Exercise ▸
Reproduce the listing that follows with no differences at all.

=== Section Start ===

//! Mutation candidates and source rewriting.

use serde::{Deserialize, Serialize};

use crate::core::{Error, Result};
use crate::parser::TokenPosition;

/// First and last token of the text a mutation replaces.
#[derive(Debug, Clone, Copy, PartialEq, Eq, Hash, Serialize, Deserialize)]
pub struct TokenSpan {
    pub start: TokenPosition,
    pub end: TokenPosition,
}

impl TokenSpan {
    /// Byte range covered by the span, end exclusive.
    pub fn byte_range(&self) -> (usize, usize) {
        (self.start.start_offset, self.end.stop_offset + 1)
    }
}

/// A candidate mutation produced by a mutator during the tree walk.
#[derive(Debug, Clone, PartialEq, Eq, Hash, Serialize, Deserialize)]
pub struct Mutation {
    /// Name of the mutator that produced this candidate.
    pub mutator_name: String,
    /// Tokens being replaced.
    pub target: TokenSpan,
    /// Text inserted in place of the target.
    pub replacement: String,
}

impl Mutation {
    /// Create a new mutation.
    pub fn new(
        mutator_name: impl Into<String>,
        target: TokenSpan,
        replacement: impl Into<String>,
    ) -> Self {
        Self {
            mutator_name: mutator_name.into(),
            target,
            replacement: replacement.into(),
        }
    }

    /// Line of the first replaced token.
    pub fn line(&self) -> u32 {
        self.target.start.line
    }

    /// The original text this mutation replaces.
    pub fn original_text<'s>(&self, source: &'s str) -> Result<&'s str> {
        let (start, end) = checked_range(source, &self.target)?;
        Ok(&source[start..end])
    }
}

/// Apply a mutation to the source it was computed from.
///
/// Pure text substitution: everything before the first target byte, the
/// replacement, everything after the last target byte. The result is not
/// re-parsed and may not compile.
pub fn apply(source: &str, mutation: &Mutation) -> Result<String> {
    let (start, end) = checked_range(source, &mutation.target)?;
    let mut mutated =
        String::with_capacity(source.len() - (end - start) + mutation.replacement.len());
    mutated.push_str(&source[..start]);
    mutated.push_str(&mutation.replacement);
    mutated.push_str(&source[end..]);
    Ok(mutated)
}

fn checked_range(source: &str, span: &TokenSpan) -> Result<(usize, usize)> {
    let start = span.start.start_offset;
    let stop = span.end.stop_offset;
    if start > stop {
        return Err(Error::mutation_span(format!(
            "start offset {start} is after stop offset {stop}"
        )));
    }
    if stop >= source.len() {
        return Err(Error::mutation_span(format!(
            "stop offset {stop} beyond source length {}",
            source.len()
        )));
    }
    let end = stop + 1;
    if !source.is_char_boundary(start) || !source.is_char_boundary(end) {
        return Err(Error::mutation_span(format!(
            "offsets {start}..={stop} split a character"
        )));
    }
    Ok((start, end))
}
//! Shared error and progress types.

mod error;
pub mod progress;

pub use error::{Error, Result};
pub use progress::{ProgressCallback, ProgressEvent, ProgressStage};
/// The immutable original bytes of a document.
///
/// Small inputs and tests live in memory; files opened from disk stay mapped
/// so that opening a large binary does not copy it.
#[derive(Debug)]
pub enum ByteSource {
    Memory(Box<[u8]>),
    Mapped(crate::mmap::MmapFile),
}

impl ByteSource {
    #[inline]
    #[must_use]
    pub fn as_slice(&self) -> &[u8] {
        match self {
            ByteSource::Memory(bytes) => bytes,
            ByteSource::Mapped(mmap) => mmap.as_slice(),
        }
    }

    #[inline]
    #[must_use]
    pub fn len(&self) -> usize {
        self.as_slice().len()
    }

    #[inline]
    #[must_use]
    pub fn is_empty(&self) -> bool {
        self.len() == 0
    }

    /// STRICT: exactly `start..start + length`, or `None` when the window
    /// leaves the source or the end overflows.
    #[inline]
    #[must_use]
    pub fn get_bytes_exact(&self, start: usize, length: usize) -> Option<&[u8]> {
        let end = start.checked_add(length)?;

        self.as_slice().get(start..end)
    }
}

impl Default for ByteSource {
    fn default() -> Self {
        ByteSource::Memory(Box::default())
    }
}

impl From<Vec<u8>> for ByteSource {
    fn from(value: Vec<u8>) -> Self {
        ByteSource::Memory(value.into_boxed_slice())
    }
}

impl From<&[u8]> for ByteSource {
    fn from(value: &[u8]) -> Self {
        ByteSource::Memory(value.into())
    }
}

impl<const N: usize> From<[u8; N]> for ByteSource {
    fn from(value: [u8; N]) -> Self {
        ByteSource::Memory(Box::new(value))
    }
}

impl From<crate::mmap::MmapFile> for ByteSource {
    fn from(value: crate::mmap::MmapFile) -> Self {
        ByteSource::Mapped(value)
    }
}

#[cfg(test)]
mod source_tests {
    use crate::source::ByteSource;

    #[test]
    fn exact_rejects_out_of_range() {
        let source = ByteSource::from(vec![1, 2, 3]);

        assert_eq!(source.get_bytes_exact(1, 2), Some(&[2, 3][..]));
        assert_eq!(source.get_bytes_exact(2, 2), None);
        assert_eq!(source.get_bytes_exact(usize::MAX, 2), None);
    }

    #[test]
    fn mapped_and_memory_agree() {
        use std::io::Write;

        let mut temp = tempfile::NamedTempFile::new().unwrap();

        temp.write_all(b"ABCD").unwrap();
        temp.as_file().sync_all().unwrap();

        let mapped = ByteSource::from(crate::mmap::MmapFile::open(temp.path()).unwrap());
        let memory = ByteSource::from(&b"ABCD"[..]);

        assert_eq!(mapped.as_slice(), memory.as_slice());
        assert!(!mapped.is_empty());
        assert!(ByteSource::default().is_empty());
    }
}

=== Section End ===

Completed task ▸
//! Mutation candidates and source rewriting.

use serde::{Deserialize, Serialize};

use crate::core::{Error, Result};
use crate::parser::TokenPosition;

/// First and last token of the text a mutation replaces.
#[derive(Debug, Clone, Copy, PartialEq, Eq, Hash, Serialize, Deserialize)]
pub struct TokenSpan {
    pub start: TokenPosition,
    pub end: TokenPosition,
}

impl TokenSpan {
    /// Byte range covered by the span, end exclusive.
    pub fn byte_range(&self) -> (usize, usize) {
        (self.start.start_offset, self.end.stop_offset + 1)
    }
}

/// A candidate mutation produced by a mutator during the tree walk.
#[derive(Debug, Clone, PartialEq, Eq, Hash, Serialize, Deserialize)]
pub struct Mutation {
    /// Name of the mutator that produced this candidate.
    pub mutator_name: String,
    /// Tokens being replaced.
    pub target: TokenSpan,
    /// Text inserted in place of the target.
    pub replacement: String,
}

impl Mutation {
    /// Create a new mutation.
    pub fn new(
        mutator_name: impl Into<String>,
        target: TokenSpan,
        replacement: impl Into<String>,
    ) -> Self {
        Self {
            mutator_name: mutator_name.into(),
            target,
            replacement: replacement.into(),
        }
    }

    /// Line of the first replaced token.
    pub fn line(&self) -> u32 {
        self.target.start.line
    }

    /// The original text this mutation replaces.
    pub fn original_text<'s>(&self, source: &'s str) -> Result<&'s str> {
        let (start, end) = checked_range(source, &self.target)?;
        Ok(&source[start..end])
    }
}

/// Apply a mutation to the source it was computed from.
///
/// Pure text substitution: everything before the first target byte, the
/// replacement, everything after the last target byte. The result is not
/// re-parsed and may not compile.
pub fn apply(source: &str, mutation: &Mutation) -> Result<String> {
    let (start, end) = checked_range(source, &mutation.target)?;
    let mut mutated =
        String::with_capacity(source.len() - (end - start) + mutation.replacement.len());
    mutated.push_str(&source[..start]);
    mutated.push_str(&mutation.replacement);
    mutated.push_str(&source[end..]);
    Ok(mutated)
}

fn checked_range(source: &str, span: &TokenSpan) -> Result<(usize, usize)> {
    let start = span.start.start_offset;
    let stop = span.end.stop_offset;
    if start > stop {
        return Err(Error::mutation_span(format!(
            "start offset {start} is after stop offset {stop}"
        )));
    }
    if stop >= source.len() {
        return Err(Error::mutation_span(format!(
            "stop offset {stop} beyond source length {}",
            source.len()
        )));
    }
    let end = stop + 1;
    if !source.is_char_boundary(start) || !source.is_char_boundary(end) {
        return Err(Error::mutation_span(format!(
            "offsets {start}..={stop} split a character"
        )));
    }
    Ok((start, end))
}
//! Shared error and progress types.

mod error;
pub mod progress;

pub use error::{Error, Result};
pub use progress::{ProgressCallback, ProgressEvent, ProgressStage};
/// The immutable original bytes of a document.
///
/// Small inputs and tests live in memory; files opened from disk stay mapped
/// so that opening a large binary does not copy it.
#[derive(Debug)]
pub enum ByteSource {
    Memory(Box<[u8]>),
    Mapped(crate::mmap::MmapFile),
}

impl ByteSource {
    #[inline]
    #[must_use]
    pub fn as_slice(&self) -> &[u8] {
        match self {
            ByteSource::Memory(bytes) => bytes,
            ByteSource::Mapped(mmap) => mmap.as_slice(),
        }
    }

    #[inline]
    #[must_use]
    pub fn len(&self) -> usize {
        self.as_slice().len()
    }

    #[inline]
    #[must_use]
    pub fn is_empty(&self) -> bool {
        self.len() == 0
    }

    /// STRICT: exactly `start..start + length`, or `None` when the window
    /// leaves the source or the end overflows.
    #[inline]
    #[must_use]
    pub fn get_bytes_exact(&self, start: usize, length: usize) -> Option<&[u8]> {
        let end = start.checked_add(length)?;

        self.as_slice().get(start..end)
    }
}

impl Default for ByteSource {
    fn default() -> Self {
        ByteSource::Memory(Box::default())
    }
}

impl From<Vec<u8>> for ByteSource {
    fn from(value: Vec<u8>) -> Self {
        ByteSource::Memory(value.into_boxed_slice())
    }
}

impl From<&[u8]> for ByteSource {
    fn from(value: &[u8]) -> Self {
        ByteSource::Memory(value.into())
    }
}

impl<const N: usize> From<[u8; N]> for ByteSource {
    fn from(value: [u8; N]) -> Self {
        ByteSource::Memory(Box::new(value))
    }
}

impl From<crate::mmap::MmapFile> for ByteSource {
    fn from(value: crate::mmap::MmapFile) -> Self {
        ByteSource::Mapped(value)
    }
}

#[cfg(test)]
mod source_tests {
    use crate::source::ByteSource;

    #[test]
    fn exact_rejects_out_of_range() {
        let source = ByteSource::from(vec![1, 2, 3]);

        assert_eq!(source.get_bytes_exact(1, 2), Some(&[2, 3][..]));
        assert_eq!(source.get_bytes_exact(2, 2), None);
        assert_eq!(source.get_bytes_exact(usize::MAX, 2), None);
    }

    #[test]
    fn mapped_and_memory_agree() {
        use std::io::Write;

        let mut temp = tempfile::NamedTempFile::new().unwrap();

        temp.write_all(b"ABCD").unwrap();
        temp.as_file().sync_all().unwrap();

        let mapped = ByteSource::from(crate::mmap::MmapFile::open(temp.path()).unwrap());
        let memory = ByteSource::from(&b"ABCD"[..]);

        assert_eq!(mapped.as_slice(), memory.as_slice());
        assert!(!mapped.is_empty());
        assert!(ByteSource::default().is_empty());
    }
}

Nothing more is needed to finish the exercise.